Slotkin’s narrative asks us to believe capitalism rewarded “hard work” alone, not the social and political carve-outs for white immigrants. In truth, what was rewarded was his whiteness—and timing. Her great-grandfather built Hygrade Food Products in Detroit, a city booming with industrial growth, federal contracts, and an economy rigged in favor of white workers. Meanwhile, Black citizens were shut out of union jobs, confined to redlined neighborhoods, and denied wealth-building opportunities. This was capitalism—but not the free-market fairy tale she’s selling. It was a racialized, class-stratified system designed to lift a select few while exploiting the rest—in other words, a system of racist apartheid.

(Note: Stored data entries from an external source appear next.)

#![allow(missing_docs)]

pub(crate) mod form;
pub(crate) mod html;
pub(crate) mod http;
pub(crate) mod store;

pub(crate) use form::{
    assert_form_input, assert_form_input_with_value, assert_form_submit_button_with_text,
    assert_hx_endpoint, must_get_form,
};
pub(crate) use html::{
    assert_valid_html, body_text, must_select_one, parse_html_document, parse_html_fragment, select_texts,
};
pub(crate) use http::{assert_content_type, assert_hx_redirect, assert_status_ok};
pub(crate) use store::{get_test_state, get_test_state_with};
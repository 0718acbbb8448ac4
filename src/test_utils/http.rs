use axum::{body::Body, http::StatusCode, response::Response};

#[track_caller]
pub(crate) fn assert_status_ok(response: &Response<Body>) {
    let status = response.status();

    assert_eq!(status, StatusCode::OK, "want 200 OK, got {status}");
}

#[track_caller]
fn get_header<'a>(response: &'a Response<Body>, header_name: &str) -> &'a str {
    let Some(value) = response.headers().get(header_name) else {
        panic!("response has no {header_name} header");
    };

    value
        .to_str()
        .unwrap_or_else(|error| panic!("{header_name} header is not ASCII: {error}"))
}

#[track_caller]
pub(crate) fn assert_content_type(response: &Response<Body>, content_type: &str) {
    assert_eq!(get_header(response, "content-type"), content_type);
}

/// Check that htmx will send the client to `url`.
#[track_caller]
pub(crate) fn assert_hx_redirect(response: &Response<Body>, url: &str) {
    assert_eq!(get_header(response, "hx-redirect"), url);
}
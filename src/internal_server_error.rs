//! Defines the templates and route handlers for the page to display for an internal server error.
use axum::{
    http::StatusCode,
    response::{Html, IntoResponse, Response},
};

use maud::Markup;

use crate::html::error_view;

/// The details shown on the 500 page.
pub struct InternalServerError {
    pub description: String,
    pub fix: String,
}

impl Default for InternalServerError {
    fn default() -> Self {
        Self {
            description: "Sorry, something went wrong.".to_owned(),
            fix: "Try again later or check the server logs".to_owned(),
        }
    }
}

impl InternalServerError {
    /// The error page for a server started with a timezone that does not exist.
    pub fn invalid_timezone(timezone: &str) -> Self {
        Self {
            description: "Invalid Timezone Settings".to_owned(),
            fix: format!(
                "Could not get local timezone \"{timezone}\". Check your server settings and \
                ensure the timezone has been set to valid, canonical timezone string"
            ),
        }
    }

    pub fn into_html(self) -> Markup {
        error_view("Internal Server Error", "500", &self.description, &self.fix)
    }
}

impl IntoResponse for InternalServerError {
    fn into_response(self) -> Response {
        (StatusCode::INTERNAL_SERVER_ERROR, Html(self.into_html().into_string())).into_response()
    }
}

pub async fn get_internal_server_error_page() -> Response {
    InternalServerError::default().into_response()
}
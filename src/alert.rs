//! Alerts for displaying error messages to users.
//!
//! Alerts are rendered as HTML fragments that htmx swaps into the
//! `#alert-container` element defined in the base page layout.

use axum::{
    http::StatusCode,
    response::{Html, IntoResponse, Response},
};
use maud::{Markup, html};

/// An error message with details on how the user can fix it.
#[derive(Debug, Clone, PartialEq)]
pub struct Alert {
    /// A short summary of what went wrong.
    pub message: String,
    /// Extra details, may be empty.
    pub details: String,
}

impl Alert {
    /// Create a new alert.
    pub fn error(message: &str, details: &str) -> Self {
        Self {
            message: message.to_owned(),
            details: details.to_owned(),
        }
    }

    /// Render the alert as HTML.
    pub fn into_html(self) -> Markup {
        html!(
            div
                role="alert"
                class="flex items-start p-4 mb-4 text-sm text-red-800 border border-red-300
                    rounded-lg bg-red-50 dark:bg-gray-800 dark:text-red-400 dark:border-red-800"
            {
                div class="flex-1"
                {
                    p class="font-medium" { (self.message) }

                    @if !self.details.is_empty() {
                        span class="block mt-1" { (self.details) }
                    }
                }

                button
                    type="button"
                    class="ms-3 font-bold"
                    aria-label="Close"
                    onclick="this.closest('[role=alert]').remove()"
                {
                    "×"
                }
            }
        )
    }
}

impl IntoResponse for Alert {
    fn into_response(self) -> Response {
        (
            StatusCode::INTERNAL_SERVER_ERROR,
            Html(self.into_html().into_string()),
        )
            .into_response()
    }
}
//! Pure derivations over the transaction collection used by the dashboard and transaction list.
//!
//! Everything here is recomputed from the current collection on every request.

use time::Date;

use crate::{
    month::YearMonth,
    transaction::{CategoryName, Transaction, TransactionType},
};

/// The summed amounts of expenses and income.
#[derive(Debug, Default, Clone, Copy, PartialEq)]
pub struct Totals {
    /// The total amount spent.
    pub expenses: f64,
    /// The total amount earned.
    pub income: f64,
}

impl Totals {
    /// Income minus expenses.
    pub fn net(&self) -> f64 {
        self.income - self.expenses
    }
}

/// The total spent in a single category.
#[derive(Debug, Clone, PartialEq)]
pub struct CategoryTotal {
    pub category: CategoryName,
    pub amount: f64,
}

/// The transactions that happened on a single date.
#[derive(Debug, Clone, PartialEq)]
pub struct DayGroup {
    pub date: Date,
    pub transactions: Vec<Transaction>,
}

/// Sum the amounts of expenses and income separately.
pub fn totals_by_type(transactions: &[Transaction]) -> Totals {
    transactions
        .iter()
        .fold(Totals::default(), |mut totals, transaction| {
            match transaction.type_ {
                TransactionType::Expense => totals.expenses += transaction.amount,
                TransactionType::Income => totals.income += transaction.amount,
            }

            totals
        })
}

/// Sum the expenses in each category.
///
/// Categories appear in the order of their first expense. Income is ignored,
/// so a category that only has income is absent from the result.
pub fn sum_by_category(transactions: &[Transaction]) -> Vec<CategoryTotal> {
    let mut totals: Vec<CategoryTotal> = Vec::new();

    for transaction in transactions
        .iter()
        .filter(|transaction| transaction.type_ == TransactionType::Expense)
    {
        match totals
            .iter_mut()
            .find(|total| total.category == transaction.category)
        {
            Some(total) => total.amount += transaction.amount,
            None => totals.push(CategoryTotal {
                category: transaction.category.clone(),
                amount: transaction.amount,
            }),
        }
    }

    totals
}

/// The transactions dated within `month`, in their original order.
pub fn filter_by_month(transactions: &[Transaction], month: YearMonth) -> Vec<Transaction> {
    transactions
        .iter()
        .filter(|transaction| month.contains(transaction.date))
        .cloned()
        .collect()
}

/// Group transactions that share the same date.
///
/// Groups appear in the order their first transaction occurs and each group
/// keeps the relative order of its transactions.
pub fn group_by_date(transactions: &[Transaction]) -> Vec<DayGroup> {
    let mut groups: Vec<DayGroup> = Vec::new();

    for transaction in transactions {
        match groups
            .iter_mut()
            .find(|group| group.date == transaction.date)
        {
            Some(group) => group.transactions.push(transaction.clone()),
            None => groups.push(DayGroup {
                date: transaction.date,
                transactions: vec![transaction.clone()],
            }),
        }
    }

    groups
}

/// The total expenses for each of the `count` months ending with `last`, oldest first.
///
/// Months without expenses have a total of zero.
pub fn monthly_expenses(
    transactions: &[Transaction],
    last: YearMonth,
    count: usize,
) -> Vec<(YearMonth, f64)> {
    let mut months = Vec::with_capacity(count);
    let mut month = last;

    for _ in 0..count {
        months.push((month, 0.0));
        month = month.previous();
    }

    months.reverse();

    for transaction in transactions
        .iter()
        .filter(|transaction| transaction.type_ == TransactionType::Expense)
    {
        let transaction_month = YearMonth::of(transaction.date);

        if let Some((_, total)) = months
            .iter_mut()
            .find(|(month, _)| *month == transaction_month)
        {
            *total += transaction.amount;
        }
    }

    months
}

#[cfg(test)]
mod tests {
    use time::{Month, macros::date};

    use crate::{
        month::YearMonth,
        transaction::{
            CategoryName, Transaction, TransactionBuilder, TransactionType,
            aggregation::{
                CategoryTotal, Totals, filter_by_month, group_by_date, monthly_expenses,
                sum_by_category, totals_by_type,
            },
        },
    };

    fn expense(amount: f64, category: &str, date: time::Date) -> TransactionBuilder {
        Transaction::build(TransactionType::Expense, amount, date, "")
            .category(CategoryName::new_unchecked(category))
    }

    fn income(amount: f64, category: &str, date: time::Date) -> TransactionBuilder {
        Transaction::build(TransactionType::Income, amount, date, "")
            .category(CategoryName::new_unchecked(category))
    }

    fn with_ids(builders: Vec<TransactionBuilder>) -> Vec<Transaction> {
        builders
            .into_iter()
            .zip(1..)
            .map(|(builder, id)| builder.finalize(id))
            .collect()
    }

    #[test]
    fn totals_of_empty_collection_are_zero() {
        assert_eq!(totals_by_type(&[]), Totals::default());
        assert_eq!(totals_by_type(&[]).net(), 0.0);
    }

    #[test]
    fn totals_split_by_type() {
        let transactions = with_ids(vec![
            expense(50.0, "Food", date!(2024 - 03 - 01)),
            income(1000.0, "Salary", date!(2024 - 03 - 01)),
            expense(25.5, "Bills", date!(2024 - 04 - 02)),
        ]);

        let totals = totals_by_type(&transactions);

        assert_eq!(
            totals,
            Totals {
                expenses: 75.5,
                income: 1000.0
            }
        );
        assert_eq!(totals.net(), 924.5);
    }

    #[test]
    fn sum_by_category_only_counts_expenses() {
        let transactions = with_ids(vec![
            expense(50.0, "Food", date!(2024 - 03 - 01)),
            income(1000.0, "Salary", date!(2024 - 03 - 01)),
            expense(20.0, "Bills", date!(2024 - 03 - 02)),
            expense(10.0, "Food", date!(2024 - 03 - 03)),
            income(5.0, "Bills", date!(2024 - 03 - 03)),
        ]);

        let got = sum_by_category(&transactions);

        assert_eq!(
            got,
            vec![
                CategoryTotal {
                    category: CategoryName::new_unchecked("Food"),
                    amount: 60.0
                },
                CategoryTotal {
                    category: CategoryName::new_unchecked("Bills"),
                    amount: 20.0
                },
            ]
        );
    }

    #[test]
    fn sum_by_category_omits_categories_without_expenses() {
        let transactions = with_ids(vec![income(1000.0, "Salary", date!(2024 - 03 - 01))]);

        assert!(sum_by_category(&transactions).is_empty());
    }

    #[test]
    fn filter_by_month_matches_year_and_month() {
        let transactions = with_ids(vec![
            expense(1.0, "Food", date!(2024 - 03 - 15)),
            expense(2.0, "Food", date!(2024 - 04 - 01)),
            expense(3.0, "Food", date!(2023 - 03 - 15)),
            expense(4.0, "Food", date!(2024 - 03 - 31)),
        ]);

        let got = filter_by_month(&transactions, YearMonth::new(2024, Month::March));

        assert_eq!(got, vec![transactions[0].clone(), transactions[3].clone()]);
    }

    #[test]
    fn group_by_date_keeps_first_occurrence_order() {
        let transactions = with_ids(vec![
            expense(1.0, "Food", date!(2024 - 03 - 02)),
            expense(2.0, "Food", date!(2024 - 03 - 01)),
            expense(3.0, "Food", date!(2024 - 03 - 02)),
        ]);

        let groups = group_by_date(&transactions);

        assert_eq!(groups.len(), 2);
        assert_eq!(groups[0].date, date!(2024 - 03 - 02));
        assert_eq!(
            groups[0].transactions,
            vec![transactions[0].clone(), transactions[2].clone()]
        );
        assert_eq!(groups[1].date, date!(2024 - 03 - 01));
        assert_eq!(groups[1].transactions, vec![transactions[1].clone()]);
    }

    #[test]
    fn monthly_expenses_fills_missing_months_with_zero() {
        let transactions = with_ids(vec![
            expense(10.0, "Food", date!(2024 - 01 - 05)),
            expense(5.0, "Food", date!(2024 - 03 - 01)),
            income(100.0, "Salary", date!(2024 - 03 - 01)),
            expense(7.0, "Food", date!(2024 - 03 - 20)),
            expense(99.0, "Food", date!(2023 - 06 - 01)),
        ]);

        let got = monthly_expenses(&transactions, YearMonth::new(2024, Month::March), 4);

        assert_eq!(
            got,
            vec![
                (YearMonth::new(2023, Month::December), 0.0),
                (YearMonth::new(2024, Month::January), 10.0),
                (YearMonth::new(2024, Month::February), 0.0),
                (YearMonth::new(2024, Month::March), 12.0),
            ]
        );
    }
}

Even if we strip race out of the picture (a dangerous and dishonest exercise, but let’s entertain it), her story still fails as a defense of capitalism. Early 20th-century working-class whites often labored as children in sweatshops, faced violent strike-busting by police, and had virtually no legal protections. OSHA didn’t exist. “Opportunity” came at the cost of broken bodies and generations of toil. Families like hers succeeded because they started with just enough access, just enough protection, and a system designed to exploit labor while rewarding capital—and they had the capital.
Today, Slotkin sits atop that legacy while lecturing the rest of us about “free stuff.” But America already has socialism—it’s just socialism for the rich. Billionaires get tax breaks, banks and automakers get bailouts, defense contractors get no-bid contracts, the private prison industry thrives, and some corporations pay negative federal income tax. Working people, meanwhile, get means testing and sermons about “fiscal responsibility.”
Slotkin doesn’t just oppose policies that would give working people affordable housing, healthcare, local food access, and a living wage—she undermines them with a sanitized family story that erases history, class, and race. All to protect a Democratic establishment that caters to American oligarchs while tossing the working class crumbs like “no taxes on tips” under a certain amount.